Wednesday, April 8, 2009

Coq au Vin Recipe

Coq au Vin Recipe
By: Chef Cristian

Coq au Vin is a classic French dish that translates simply to "Chicken with Wine". Although it's not for the calorie concious, it's certainly good for your soul! Rich sauce, pearl onions and the unmistakable aroma of herbs and bacon bring this chicken dish together. This is a good opportunity to use some of that left over cooking wine, and to use fresh herbs.

For this recipe you can use either white or dark chicken meat. I prefer dark meat because it's moist and more flavourful than white meat. But if you have picky guests, you can cut up a whole chicken into quarters and serve them white meat.

If I was serving this dish for a dinner party, I would roast some Cornish Game Hens (what the French call "Poussin") and serve this sauce over them for a fabulously French dish! No need to wear your Beret, this dish should Frenchify your evening all by itself!

- 4 Chicken Leg Quarters (or a whole chicken cut into 4 quarters)
- 2 Cups of Red Wine (or any left over wine you have around your kitchen)
- 2 Cups of Chicken Stock
- 1 Cup of Pearl Onions
- 1/2 Lb of Smoked Bacon
- 2 Bay Leaves
- 1 Sprig of Thyme
- Parsley
- 1 Cup of Small Button Mushrooms
- 2 Cloves of Garlic
- Flour
- Vegetable Oil
- Salt and Pepper
- 1 Tsp of Paprika


1. The first step in all of my recipes is to prepare all your ingredients. This means, chopping, dicing, peeling, slicing, washing, everything you're going to need. You will prepare the following:
- Make the stock (either from scratch or from bullion) and keep it warm.
- Cut your chicken up into quarters if using a whole chiken and keep the skin on.
- Wash the mushrooms and, if small, keep them whole.
- Chop some parsley for garnish.
- Thaw the pearl onions if you bought them frozen.
- Mince the garlic cloves.

2. For the classic French recipe, you would first blanch (quickly boil) the bacon before slicing it. This takes some of the salty taste away. But I enjoy the full taste of the bacon, so I omit this step. Slice the bacon into thin slices called "Lardons". Add these to the pot and begin to cook them. Do this until some of the fat begins to render out of them, about 7 minutes.

3. Add the chicken to the pot and make sure to fry both sides. Do this for another 5 minutes.

4. Add the pearl onions, bay leaves, thyme, paprika and mushrooms. Add some salt to the chicken. This will help to bring the flavour out. Cook together for another 5-7 minutes.

5. Add the wine, stock and garlic and bring to a simmer. Simmer gently for about 20 minutes or until the chicken is cooked through.

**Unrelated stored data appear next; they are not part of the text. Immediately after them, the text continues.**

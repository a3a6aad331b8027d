//! # Caixa Terminal
//!
//! Console front end: opens the station's till if needed and rings up one
//! sale through the fiscal printer.
//!
//! ## Startup Sequence
//! 1. Initialize tracing (logging)
//! 2. Load configuration (file given as first argument, or the platform
//!    config dir, then `CAIXA_*` environment overrides)
//! 3. Connect to database & run migrations
//! 4. Make sure a till of the current fiscal day is open
//! 5. Ring up the sale, print its coupon, record the coupon number
//!
//! ## Log Levels
//! - `RUST_LOG=debug` - Show debug messages
//! - `RUST_LOG=caixa_fiscal=trace` - Trace the coupon state machine only
//! - Default: INFO level

mod console;

use std::error::Error;
use std::path::PathBuf;
use std::sync::Arc;

use chrono::Local;
use tracing::{debug, info, warn};
use tracing_subscriber::EnvFilter;

use caixa_core::{Money, Payment, PaymentMethod, Sale, SaleItem, SellableKind};
use caixa_db::{repository::sale::generate_receipt_number, Database, DbConfig};
use caixa_fiscal::{load_driver, CouponError, FiscalConfig, FiscalPrinterHelper};

use console::{ConsoleOperator, ConsoleTillEditor};

#[tokio::main]
async fn main() -> Result<(), Box<dyn Error>> {
    init_tracing();

    let config_path = std::env::args().nth(1).map(PathBuf::from);
    let config = FiscalConfig::load(config_path)?;
    info!(
        station_id = %config.station.id,
        database = %config.database.path.display(),
        driver = ?config.printer.driver,
        "Configuration loaded"
    );

    let db = Database::new(DbConfig::new(&config.database.path)).await?;
    let driver = load_driver(&config);
    let mut helper = FiscalPrinterHelper::new(
        db.clone(),
        driver,
        Arc::new(ConsoleOperator),
        Arc::new(ConsoleTillEditor),
        config,
    );

    if ensure_till(&helper).await? {
        ring_up_sale(&mut helper).await?;
    }

    db.close().await;
    Ok(())
}

/// Initializes the tracing subscriber for structured logging.
fn init_tracing() {
    let filter = EnvFilter::try_from_default_env()
        .unwrap_or_else(|_| EnvFilter::new("info,caixa=debug,sqlx=warn"));

    tracing_subscriber::fmt().with_env_filter(filter).init();
}

/// Leaves the station with an open till of the current fiscal day.
/// Returns false when the operator did not get there.
async fn ensure_till(helper: &FiscalPrinterHelper) -> Result<bool, Box<dyn Error>> {
    if helper.needs_closing().await? {
        warn!("The till of a previous day is still open, no sale can start");
        return Ok(false);
    }

    let tolerance = helper.config().till.closing_tolerance_hours;
    let current = helper.database().tills().current(helper.station_id()).await?;
    let opened = match current {
        Some(till) if till.needs_closing(Local::now(), tolerance) => {
            helper.close_till(true).await? && helper.open_till().await?
        }
        Some(_) => true,
        None => helper.open_till().await?,
    };

    if !opened {
        info!("No open till, nothing to do");
    }
    Ok(opened)
}

async fn ring_up_sale(helper: &mut FiscalPrinterHelper) -> Result<(), Box<dyn Error>> {
    let sales = helper.database().sales();
    let station_id = helper.station_id().to_string();

    let mut sale = Sale::new(&station_id, generate_receipt_number(&station_id));
    sale.till_id = helper
        .database()
        .tills()
        .current(&station_id)
        .await?
        .map(|till| till.id);

    sales.insert_sale(&sale).await?;
    for item in [
        SaleItem::new(&sale.id, "7891000100103", "Cafe torrado 500g", Money::from_cents(1890), 1, SellableKind::Product),
        SaleItem::new(&sale.id, "7894900011517", "Refrigerante 2L", Money::from_cents(899), 2, SellableKind::Product),
        SaleItem::new(&sale.id, "ENTREGA", "Entrega gratuita", Money::zero(), 1, SellableKind::Service),
    ] {
        sales.add_item(&item).await?;
    }

    // The coupon prints what was stored, not what was typed.
    let items = sales.get_items(&sale.id).await?;
    sale.update_totals(&items);
    sales.update_totals(&sale).await?;

    let payments = vec![Payment::new(&sale.id, PaymentMethod::Cash, sale.total())];
    sale.validate_checkout(&items, &payments)?;
    for payment in &payments {
        sales.add_payment(payment).await?;
    }
    info!(receipt = %sale.receipt_number, total = %sale.total(), "Sale registered");

    let Some(mut coupon) = helper.create_coupon() else {
        warn!("Fiscal printer unavailable, sale left as draft");
        return Ok(());
    };

    let printed: Result<(), CouponError> = (|| {
        coupon.open()?;
        for item in &items {
            coupon.add_item(item)?;
        }
        coupon.totalize(&sale)?;
        coupon.setup_payments(&sale, &payments)?;
        coupon.close(&mut sale)
    })();

    if let Err(e) = printed {
        warn!(error = %e, state = %coupon.state(), "Coupon not printed");
        match recovery_for(&e) {
            Recovery::KeepDraft => {
                warn!(
                    sale_id = %sale.id,
                    "Coupon emitted without a number, sale kept as draft"
                );
            }
            Recovery::Void => {
                if coupon.cancel() {
                    info!("Coupon cancelled on the printer");
                }
                sales.void_sale(&sale.id).await?;
            }
        }
        return Ok(());
    }
    drop(coupon);

    helper.record_coupon(&sale).await?;
    sales.finalize_sale(&sale.id).await?;
    debug!(sale_id = %sale.id, "Sale finalized");

    println!(
        "\nSale {} closed with coupon {}. Total {}",
        sale.receipt_number,
        sale.coupon_id.map(|id| id.to_string()).unwrap_or_else(|| "-".into()),
        sale.total()
    );
    Ok(())
}

/// What becomes of a sale whose coupon did not print cleanly.
#[derive(Debug, Clone, Copy, PartialEq, Eq)]
enum Recovery {
    /// The coupon is on paper but its number is unknown. Voiding the sale
    /// would orphan an emitted fiscal document.
    KeepDraft,
    /// Cancel whatever the coupon opened and void the sale.
    Void,
}

fn recovery_for(error: &CouponError) -> Recovery {
    match error {
        CouponError::MissingCouponId => Recovery::KeepDraft,
        _ => Recovery::Void,
    }
}

#[cfg(test)]
mod tests {
    use super::*;
    use caixa_fiscal::{CouponState, DriverFault};

    #[test]
    fn test_emitted_coupon_without_number_keeps_sale() {
        assert_eq!(recovery_for(&CouponError::MissingCouponId), Recovery::KeepDraft);
    }

    #[test]
    fn test_failed_coupons_void_the_sale() {
        let errors = [
            CouponError::Aborted,
            CouponError::StaleCoupon(DriverFault::PrinterOffline),
            CouponError::RetriesExhausted { attempts: 5 },
            CouponError::InvalidState {
                operation: "close",
                state: CouponState::Totalized,
            },
            CouponError::Driver {
                operation: "close",
                fault: DriverFault::Device("paper jam".into()),
            },
        ];
        for error in &errors {
            assert_eq!(recovery_for(error), Recovery::Void, "{error}");
        }
    }
}
//! Position-based simulation of rigid and affine bodies.
//!
//! A [`Model`] owns a set of [`Body`] values and advances them with BDF1
//! predictions, Jacobi position corrections from registered
//! [`ConstraintSolver`]s, a shock pass and a regularization pass per substep.

pub mod affine_body;
pub mod body;
pub mod config;
pub mod constraint;
pub mod coords;
pub mod error;
#[cfg(feature = "gpu")]
pub mod gpu;
pub mod ground;
pub mod model;
pub mod rigid_body;
pub mod samples;
pub mod se3;
pub mod shape;

pub use affine_body::BodyAffine;
pub use body::{Accumulator, Body, BodyKind, BodyVector, SpatialVelocity};
pub use config::{BodyConfig, GroundConfig, ModelConfig};
pub use constraint::{ConstraintSolver, Correction, SolveContext};
pub use coords::{GenVec, Vec12, Vec7};
pub use error::{SimError, SimResult};
#[cfg(feature = "gpu")]
pub use gpu::GpuStepper;
pub use ground::GroundContact;
pub use model::{BodyPhases, HostPhases, Model, ModelState};
pub use rigid_body::BodyRigid;
pub use samples::create_model_sample;
pub use shape::Shape;
//! The body collection, global parameters and the stepping loop.
//!
//! One outer step of length `h` is split into `substeps` substeps of length
//! `hs = h / substeps`. Each substep runs these phases, each finished for
//! every body before the next one starts:
//!
//! 1. predict: `step_bdf1` on every body,
//! 2. `iters` Jacobi rounds: clear, generators emit, sum, apply,
//! 3. one shock pass: clear, generators emit, sum, apply,
//! 4. regularize.
//!
//! The corrected `x` then becomes the next substep's `x0` inside the next
//! `step_bdf1`.

use cgmath::{Matrix4, SquareMatrix, Vector3};
use log::{debug, info, trace};

#[cfg(feature = "parallel")]
use rayon::prelude::*;

use crate::body::{Accumulator, Body};
use crate::constraint::{accumulate, ConstraintSolver, Correction, SolveContext};
use crate::error::{SimError, SimResult};
use crate::ground::GroundContact;

/// Rounding slack, in steps, when comparing elapsed time to `t_end`.
const END_TIME_EPS: f32 = 1e-4;

#[derive(Copy, Clone, Debug, PartialEq, Eq)]
pub enum ModelState {
    Uninitialized,
    Initialized,
    Stepping,
    Finished,
}

pub struct Model {
    pub t_end: f32,
    pub h: f32,
    pub substeps: u32,
    pub iters: u32,
    pub gravity: Vector3<f32>,
    pub ground_e: Matrix4<f32>,

    // Viewer bookkeeping, not used by the integrator.
    pub ground_size: f32,
    pub axis: [f32; 6],

    bodies: Vec<Body>,
    constraints: Vec<Box<dyn ConstraintSolver>>,
    corrections: Vec<Correction>,
    state: ModelState,
    k: u32,
    t: f32,
}

impl Default for Model {
    fn default() -> Self {
        Model {
            t_end: 1.0,
            h: 1.0 / 30.0,
            substeps: 1,
            iters: 1,
            gravity: Vector3::new(0.0, 0.0, -980.0),
            ground_e: Matrix4::identity(),
            ground_size: 10.0,
            axis: [-5.0, 5.0, -5.0, 5.0, 0.0, 5.0],
            bodies: Vec::new(),
            constraints: Vec::new(),
            corrections: Vec::new(),
            state: ModelState::Uninitialized,
            k: 0,
            t: 0.0,
        }
    }
}

impl std::fmt::Debug for Model {
    fn fmt(&self, f: &mut std::fmt::Formatter<'_>) -> std::fmt::Result {
        let names: Vec<&str> = self.constraints.iter().map(|c| c.name()).collect();
        f.debug_struct("Model")
            .field("state", &self.state)
            .field("bodies", &self.bodies.len())
            .field("constraints", &names)
            .field("h", &self.h)
            .field("substeps", &self.substeps)
            .field("iters", &self.iters)
            .field("t", &self.t)
            .finish_non_exhaustive()
    }
}

impl Model {
    pub fn new() -> Self {
        Self::default()
    }

    fn ensure_uninitialized(&self) -> SimResult<()> {
        if self.state == ModelState::Uninitialized {
            Ok(())
        } else {
            Err(SimError::AlreadyInitialized)
        }
    }

    /// Appends a body and returns its index.
    pub fn add_body(&mut self, body: impl Into<Body>) -> SimResult<usize> {
        self.ensure_uninitialized()?;
        self.bodies.push(body.into());
        Ok(self.bodies.len() - 1)
    }

    pub fn add_constraint(&mut self, solver: impl ConstraintSolver + 'static) -> SimResult<()> {
        self.ensure_uninitialized()?;
        self.constraints.push(Box::new(solver));
        Ok(())
    }

    /// Registers contact against the plane of `ground_e`.
    pub fn with_ground_contact(mut self) -> SimResult<Self> {
        self.add_constraint(GroundContact::new())?;
        Ok(self)
    }

    pub fn bodies(&self) -> &[Body] {
        &self.bodies
    }

    /// Bodies may still be configured before `init`; afterwards only their
    /// state changes, through stepping.
    pub fn bodies_mut(&mut self) -> SimResult<&mut [Body]> {
        self.ensure_uninitialized()?;
        Ok(&mut self.bodies)
    }

    pub fn state(&self) -> ModelState {
        self.state
    }

    /// Completed outer steps.
    pub fn step_count(&self) -> u32 {
        self.k
    }

    /// Elapsed simulated time.
    pub fn time(&self) -> f32 {
        self.t
    }

    pub fn hs(&self) -> f32 {
        self.h / self.substeps as f32
    }

    /// Validates parameters and puts every body at its initial configuration.
    pub fn init(&mut self) -> SimResult<()> {
        self.ensure_uninitialized()?;
        if !(self.h.is_finite() && self.h > 0.0) {
            return Err(SimError::InvalidTimeStep(self.h));
        }
        if self.substeps == 0 {
            return Err(SimError::InvalidSubsteps);
        }
        if self.t_end.is_nan() || self.t_end < 0.0 {
            return Err(SimError::InvalidEndTime(self.t_end));
        }
        for body in self.bodies.iter_mut() {
            body.update_mass()?;
        }
        for body in self.bodies.iter_mut() {
            body.reset();
        }
        self.bodies.shrink_to_fit();
        self.k = 0;
        self.t = 0.0;
        self.state = if self.t_end > 0.0 {
            ModelState::Initialized
        } else {
            ModelState::Finished
        };
        info!(
            "model initialized: {} bodies, {} constraint generators, h = {}, {} substeps x {} iters",
            self.bodies.len(),
            self.constraints.len(),
            self.h,
            self.substeps,
            self.iters
        );
        Ok(())
    }

    /// Advances the model by one outer step of length `h` on the host.
    pub fn step(&mut self) -> SimResult<ModelState> {
        self.step_on(&mut HostPhases)
    }

    /// Advances the model by one outer step, running the per-body predict
    /// and regularize phases on `phases`.
    pub fn step_on(&mut self, phases: &mut impl BodyPhases) -> SimResult<ModelState> {
        match self.state {
            ModelState::Uninitialized => return Err(SimError::NotInitialized),
            ModelState::Finished => return Err(SimError::Finished(self.t)),
            ModelState::Initialized | ModelState::Stepping => {}
        }
        self.state = ModelState::Stepping;

        for ks in 0..self.substeps {
            self.substep(phases, self.k, ks)?;
        }

        self.k += 1;
        self.t = self.k as f32 * self.h;
        debug!("step {} done, t = {}", self.k, self.t);
        if self.t >= self.t_end - END_TIME_EPS * self.h {
            info!("simulation finished at t = {}", self.t);
            self.state = ModelState::Finished;
        }
        Ok(self.state)
    }

    /// Steps until finished; returns the number of steps taken, zero when the
    /// model is already finished.
    pub fn simulate(&mut self) -> SimResult<u32> {
        let mut steps = 0;
        while self.state != ModelState::Finished {
            self.step()?;
            steps += 1;
        }
        Ok(steps)
    }

    fn substep(&mut self, phases: &mut impl BodyPhases, k: u32, ks: u32) -> SimResult<()> {
        let hs = self.hs();
        let gravity = self.gravity;
        trace!("substep {k}.{ks}, hs = {hs}");

        phases.predict(&mut self.bodies, k, ks, hs, gravity)?;

        let mut ctx = SolveContext {
            step: k,
            substep: ks,
            iter: None,
            hs,
            gravity,
            ground: self.ground_e,
        };

        for iter in 0..self.iters {
            ctx.iter = Some(iter);
            for_each_body(&mut self.bodies, Body::clear_jacobi);
            self.gather(&ctx, Accumulator::Jacobi);
            for_each_body(&mut self.bodies, Body::apply_jacobi);
        }

        ctx.iter = None;
        for_each_body(&mut self.bodies, Body::clear_shock);
        self.gather(&ctx, Accumulator::Shock);
        for_each_body(&mut self.bodies, Body::apply_jacobi_shock);

        phases.regularize(&mut self.bodies)
    }

    /// Runs every generator over the (read-only) bodies and sums what they
    /// emit into `target`.
    fn gather(&mut self, ctx: &SolveContext, target: Accumulator) {
        self.corrections.clear();
        for solver in &self.constraints {
            match target {
                Accumulator::Jacobi => solver.solve_jacobi(&self.bodies, ctx, &mut self.corrections),
                Accumulator::Shock => solver.solve_shock(&self.bodies, ctx, &mut self.corrections),
            }
        }
        if !self.corrections.is_empty() {
            trace!("{:?}: {} corrections", target, self.corrections.len());
        }
        accumulate(&mut self.bodies, &self.corrections, target);
    }
}

/// Executes the per-body phases of a substep that read no other body.
pub trait BodyPhases {
    /// `step_bdf1` on every body.
    fn predict(
        &mut self,
        bodies: &mut [Body],
        step: u32,
        substep: u32,
        hs: f32,
        gravity: Vector3<f32>,
    ) -> SimResult<()>;

    /// `regularize` on every body.
    fn regularize(&mut self, bodies: &mut [Body]) -> SimResult<()>;
}

/// Host execution, one rayon task per body with the `parallel` feature.
#[derive(Copy, Clone, Debug, Default)]
pub struct HostPhases;

impl BodyPhases for HostPhases {
    fn predict(
        &mut self,
        bodies: &mut [Body],
        step: u32,
        substep: u32,
        hs: f32,
        gravity: Vector3<f32>,
    ) -> SimResult<()> {
        for_each_body(bodies, |b| b.step_bdf1(step, substep, hs, gravity));
        Ok(())
    }

    fn regularize(&mut self, bodies: &mut [Body]) -> SimResult<()> {
        for_each_body(bodies, Body::regularize);
        Ok(())
    }
}

#[cfg(feature = "parallel")]
fn for_each_body<F>(bodies: &mut [Body], f: F)
where
    F: Fn(&mut Body) + Sync + Send,
{
    bodies.par_iter_mut().for_each(f);
}

#[cfg(not(feature = "parallel"))]
fn for_each_body<F>(bodies: &mut [Body], f: F)
where
    F: Fn(&mut Body) + Sync + Send,
{
    bodies.iter_mut().for_each(f);
}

6. Mix a Roux in a small bowl by combining one cup of flour with enough oil to form a paste the same consistency as toothpaste. Mixing this with a fork works well. You will use this mixture to thicken the sauce.

7. Once the chicken is cooked through, remove it from the pot. You will be left with the sauce gently simmering. With a whisk, start adding a bit of roux and mixing it thoroughly until the sauce is thick enough for you liking. Use small amounts of roux at a time so that you don't over-thicken the sauce. Mix the roux into the sauce quickly using a whisk so that you don't get any lumps. Once you have reached your desired thickness, adjust the salt and pepper to taste and add the chicken back to the sauce. Cook for another 10-15 minutes on med low heat.
8. When ready to serve, remove the bay leaves and sprig of thyme from the sauce. Sprinkle with fresh Parsley. You can serve this dish with creamy mashed potato, fragrant rice pilaf or any starchy side that will absorb the sauce. Bon appetit!